Exercise prompt:
In the listing below, the answer starts at the line that has "Phone number, possibly" and stops after the line that has "let payload = segments[1].trim_end_matches('=');"; please repeat that part exactly and nothing more.

+--

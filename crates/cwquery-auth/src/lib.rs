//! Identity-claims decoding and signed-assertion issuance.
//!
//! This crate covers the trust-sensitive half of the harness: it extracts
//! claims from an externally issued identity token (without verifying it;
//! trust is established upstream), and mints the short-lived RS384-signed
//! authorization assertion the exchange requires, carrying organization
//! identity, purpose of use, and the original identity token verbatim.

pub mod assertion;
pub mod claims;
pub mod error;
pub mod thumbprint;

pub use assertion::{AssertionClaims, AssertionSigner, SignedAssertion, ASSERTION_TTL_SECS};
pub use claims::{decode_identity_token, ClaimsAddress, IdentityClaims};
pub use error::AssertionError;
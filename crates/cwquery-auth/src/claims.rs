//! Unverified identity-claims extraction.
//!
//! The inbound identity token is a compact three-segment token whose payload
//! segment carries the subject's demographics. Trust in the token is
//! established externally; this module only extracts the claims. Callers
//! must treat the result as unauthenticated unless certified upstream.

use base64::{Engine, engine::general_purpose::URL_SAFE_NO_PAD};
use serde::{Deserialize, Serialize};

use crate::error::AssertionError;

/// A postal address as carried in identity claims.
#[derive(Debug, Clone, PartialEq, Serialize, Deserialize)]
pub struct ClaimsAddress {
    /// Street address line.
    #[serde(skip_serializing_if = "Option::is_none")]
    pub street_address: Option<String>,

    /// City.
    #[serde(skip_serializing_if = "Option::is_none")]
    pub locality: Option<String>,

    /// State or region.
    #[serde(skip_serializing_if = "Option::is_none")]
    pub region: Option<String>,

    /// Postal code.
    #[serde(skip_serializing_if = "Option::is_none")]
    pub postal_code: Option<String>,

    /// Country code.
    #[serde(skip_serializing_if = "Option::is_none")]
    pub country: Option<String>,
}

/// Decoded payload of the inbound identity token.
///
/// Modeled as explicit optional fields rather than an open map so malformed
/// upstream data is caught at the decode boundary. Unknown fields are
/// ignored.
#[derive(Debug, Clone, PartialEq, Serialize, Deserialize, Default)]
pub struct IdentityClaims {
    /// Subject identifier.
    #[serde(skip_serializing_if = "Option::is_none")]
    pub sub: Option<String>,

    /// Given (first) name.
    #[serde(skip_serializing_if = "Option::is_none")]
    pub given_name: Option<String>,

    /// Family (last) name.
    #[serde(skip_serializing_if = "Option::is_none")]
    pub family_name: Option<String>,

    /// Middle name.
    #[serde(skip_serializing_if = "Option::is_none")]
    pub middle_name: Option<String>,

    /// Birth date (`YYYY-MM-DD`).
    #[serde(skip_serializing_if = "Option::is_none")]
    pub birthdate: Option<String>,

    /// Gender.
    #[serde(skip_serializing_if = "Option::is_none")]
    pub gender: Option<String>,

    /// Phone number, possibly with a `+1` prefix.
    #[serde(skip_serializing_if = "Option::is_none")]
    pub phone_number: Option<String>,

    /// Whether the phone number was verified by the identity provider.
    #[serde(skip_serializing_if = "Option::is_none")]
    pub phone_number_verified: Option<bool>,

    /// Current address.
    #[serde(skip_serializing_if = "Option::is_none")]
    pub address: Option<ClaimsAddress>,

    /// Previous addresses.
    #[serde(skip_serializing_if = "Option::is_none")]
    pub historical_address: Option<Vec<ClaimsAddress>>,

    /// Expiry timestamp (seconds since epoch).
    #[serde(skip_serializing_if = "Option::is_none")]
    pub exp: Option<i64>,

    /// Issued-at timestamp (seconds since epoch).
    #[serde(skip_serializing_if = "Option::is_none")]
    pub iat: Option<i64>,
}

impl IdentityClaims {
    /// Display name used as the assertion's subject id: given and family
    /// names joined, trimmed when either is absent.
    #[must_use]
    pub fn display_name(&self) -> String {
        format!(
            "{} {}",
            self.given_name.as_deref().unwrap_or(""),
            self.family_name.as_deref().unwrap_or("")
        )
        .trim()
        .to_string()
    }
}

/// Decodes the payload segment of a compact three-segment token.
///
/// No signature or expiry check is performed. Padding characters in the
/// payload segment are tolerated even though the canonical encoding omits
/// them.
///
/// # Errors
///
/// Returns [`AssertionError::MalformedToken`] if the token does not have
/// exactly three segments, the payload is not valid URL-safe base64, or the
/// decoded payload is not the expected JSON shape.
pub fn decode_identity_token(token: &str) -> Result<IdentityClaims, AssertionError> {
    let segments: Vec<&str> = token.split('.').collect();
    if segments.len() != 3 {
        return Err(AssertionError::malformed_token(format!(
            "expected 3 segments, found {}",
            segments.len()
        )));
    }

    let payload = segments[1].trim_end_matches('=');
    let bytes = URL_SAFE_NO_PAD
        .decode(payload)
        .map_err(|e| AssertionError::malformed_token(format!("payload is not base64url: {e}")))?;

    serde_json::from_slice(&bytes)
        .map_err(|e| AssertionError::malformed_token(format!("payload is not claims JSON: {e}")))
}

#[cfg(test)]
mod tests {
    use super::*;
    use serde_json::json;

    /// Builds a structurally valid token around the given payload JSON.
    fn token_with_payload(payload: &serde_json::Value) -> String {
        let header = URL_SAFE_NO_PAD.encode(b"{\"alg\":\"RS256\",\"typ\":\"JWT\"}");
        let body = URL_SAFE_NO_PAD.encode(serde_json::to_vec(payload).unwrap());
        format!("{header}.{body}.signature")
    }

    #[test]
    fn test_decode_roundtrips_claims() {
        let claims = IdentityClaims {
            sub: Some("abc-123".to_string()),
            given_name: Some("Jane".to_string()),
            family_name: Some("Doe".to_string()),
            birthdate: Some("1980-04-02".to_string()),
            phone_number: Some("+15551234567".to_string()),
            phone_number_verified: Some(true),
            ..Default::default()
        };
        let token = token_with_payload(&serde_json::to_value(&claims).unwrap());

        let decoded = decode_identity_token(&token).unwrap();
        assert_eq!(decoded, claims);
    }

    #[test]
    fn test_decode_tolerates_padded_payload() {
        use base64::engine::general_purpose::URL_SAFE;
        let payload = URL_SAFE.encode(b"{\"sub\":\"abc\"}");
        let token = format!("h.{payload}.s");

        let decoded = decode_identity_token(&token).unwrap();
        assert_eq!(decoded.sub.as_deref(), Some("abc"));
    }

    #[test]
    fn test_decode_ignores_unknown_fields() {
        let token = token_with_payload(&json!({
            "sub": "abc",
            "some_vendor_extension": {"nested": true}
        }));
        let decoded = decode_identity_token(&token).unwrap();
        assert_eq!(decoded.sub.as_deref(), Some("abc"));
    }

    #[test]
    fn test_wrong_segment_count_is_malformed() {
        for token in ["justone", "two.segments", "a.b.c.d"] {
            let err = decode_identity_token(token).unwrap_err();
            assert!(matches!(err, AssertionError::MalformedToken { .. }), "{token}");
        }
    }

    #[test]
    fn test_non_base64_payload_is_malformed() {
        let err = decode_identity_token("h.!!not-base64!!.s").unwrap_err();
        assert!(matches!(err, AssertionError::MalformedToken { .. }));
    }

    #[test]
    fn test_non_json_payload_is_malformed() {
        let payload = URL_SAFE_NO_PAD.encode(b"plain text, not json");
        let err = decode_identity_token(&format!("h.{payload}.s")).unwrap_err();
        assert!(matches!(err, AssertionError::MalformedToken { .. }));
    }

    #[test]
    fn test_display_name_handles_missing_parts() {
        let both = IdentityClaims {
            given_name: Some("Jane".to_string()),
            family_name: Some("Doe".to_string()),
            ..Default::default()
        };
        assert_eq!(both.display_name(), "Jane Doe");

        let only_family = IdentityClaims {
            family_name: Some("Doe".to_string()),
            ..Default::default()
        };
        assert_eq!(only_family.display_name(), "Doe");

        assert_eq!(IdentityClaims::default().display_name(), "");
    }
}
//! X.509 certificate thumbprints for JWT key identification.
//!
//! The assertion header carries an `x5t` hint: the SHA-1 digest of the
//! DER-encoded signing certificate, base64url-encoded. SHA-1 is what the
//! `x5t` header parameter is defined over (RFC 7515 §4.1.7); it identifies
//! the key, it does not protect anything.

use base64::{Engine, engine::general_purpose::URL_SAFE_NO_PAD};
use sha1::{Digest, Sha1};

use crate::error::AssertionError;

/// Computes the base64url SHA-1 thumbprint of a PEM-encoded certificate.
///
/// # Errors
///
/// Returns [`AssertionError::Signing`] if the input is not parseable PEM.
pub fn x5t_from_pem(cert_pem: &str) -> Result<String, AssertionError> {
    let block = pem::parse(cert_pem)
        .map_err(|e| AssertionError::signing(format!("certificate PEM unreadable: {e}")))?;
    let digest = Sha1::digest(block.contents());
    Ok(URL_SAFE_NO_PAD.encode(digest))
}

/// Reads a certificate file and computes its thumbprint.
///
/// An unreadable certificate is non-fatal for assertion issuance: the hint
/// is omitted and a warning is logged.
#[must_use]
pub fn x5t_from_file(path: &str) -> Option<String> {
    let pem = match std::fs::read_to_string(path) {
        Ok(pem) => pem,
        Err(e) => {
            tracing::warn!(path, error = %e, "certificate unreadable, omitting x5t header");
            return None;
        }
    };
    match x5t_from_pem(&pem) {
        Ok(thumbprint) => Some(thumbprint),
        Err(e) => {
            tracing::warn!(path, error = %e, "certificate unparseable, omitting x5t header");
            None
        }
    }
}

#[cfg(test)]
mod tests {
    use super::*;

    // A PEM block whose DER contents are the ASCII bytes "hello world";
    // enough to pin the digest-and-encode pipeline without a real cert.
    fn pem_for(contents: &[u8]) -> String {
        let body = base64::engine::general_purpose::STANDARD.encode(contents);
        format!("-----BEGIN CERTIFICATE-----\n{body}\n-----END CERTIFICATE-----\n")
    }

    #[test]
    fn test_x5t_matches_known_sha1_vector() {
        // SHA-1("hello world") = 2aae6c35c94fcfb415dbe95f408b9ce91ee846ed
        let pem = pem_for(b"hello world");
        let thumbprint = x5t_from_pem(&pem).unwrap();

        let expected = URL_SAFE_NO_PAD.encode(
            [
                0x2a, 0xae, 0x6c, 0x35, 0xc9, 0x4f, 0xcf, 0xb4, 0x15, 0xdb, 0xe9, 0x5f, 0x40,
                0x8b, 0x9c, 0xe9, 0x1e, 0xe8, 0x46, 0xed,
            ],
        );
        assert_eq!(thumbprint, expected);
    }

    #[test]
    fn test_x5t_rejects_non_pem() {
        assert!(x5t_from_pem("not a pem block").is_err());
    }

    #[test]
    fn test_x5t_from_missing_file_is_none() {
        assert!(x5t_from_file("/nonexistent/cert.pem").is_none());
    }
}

+--

Answer section:
    /// Phone number, possibly with a `+1` prefix.
    #[serde(skip_serializing_if = "Option::is_none")]
    pub phone_number: Option<String>,

    /// Whether the phone number was verified by the identity provider.
    #[serde(skip_serializing_if = "Option::is_none")]
    pub phone_number_verified: Option<bool>,

    /// Current address.
    #[serde(skip_serializing_if = "Option::is_none")]
    pub address: Option<ClaimsAddress>,

    /// Previous addresses.
    #[serde(skip_serializing_if = "Option::is_none")]
    pub historical_address: Option<Vec<ClaimsAddress>>,

    /// Expiry timestamp (seconds since epoch).
    #[serde(skip_serializing_if = "Option::is_none")]
    pub exp: Option<i64>,

    /// Issued-at timestamp (seconds since epoch).
    #[serde(skip_serializing_if = "Option::is_none")]
    pub iat: Option<i64>,
}

impl IdentityClaims {
    /// Display name used as the assertion's subject id: given and family
    /// names joined, trimmed when either is absent.
    #[must_use]
    pub fn display_name(&self) -> String {
        format!(
            "{} {}",
            self.given_name.as_deref().unwrap_or(""),
            self.family_name.as_deref().unwrap_or("")
        )
        .trim()
        .to_string()
    }
}

/// Decodes the payload segment of a compact three-segment token.
///
/// No signature or expiry check is performed. Padding characters in the
/// payload segment are tolerated even though the canonical encoding omits
/// them.
///
/// # Errors
///
/// Returns [`AssertionError::MalformedToken`] if the token does not have
/// exactly three segments, the payload is not valid URL-safe base64, or the
/// decoded payload is not the expected JSON shape.
pub fn decode_identity_token(token: &str) -> Result<IdentityClaims, AssertionError> {
    let segments: Vec<&str> = token.split('.').collect();
    if segments.len() != 3 {
        return Err(AssertionError::malformed_token(format!(
            "expected 3 segments, found {}",
            segments.len()
        )));
    }

    let payload = segments[1].trim_end_matches('=');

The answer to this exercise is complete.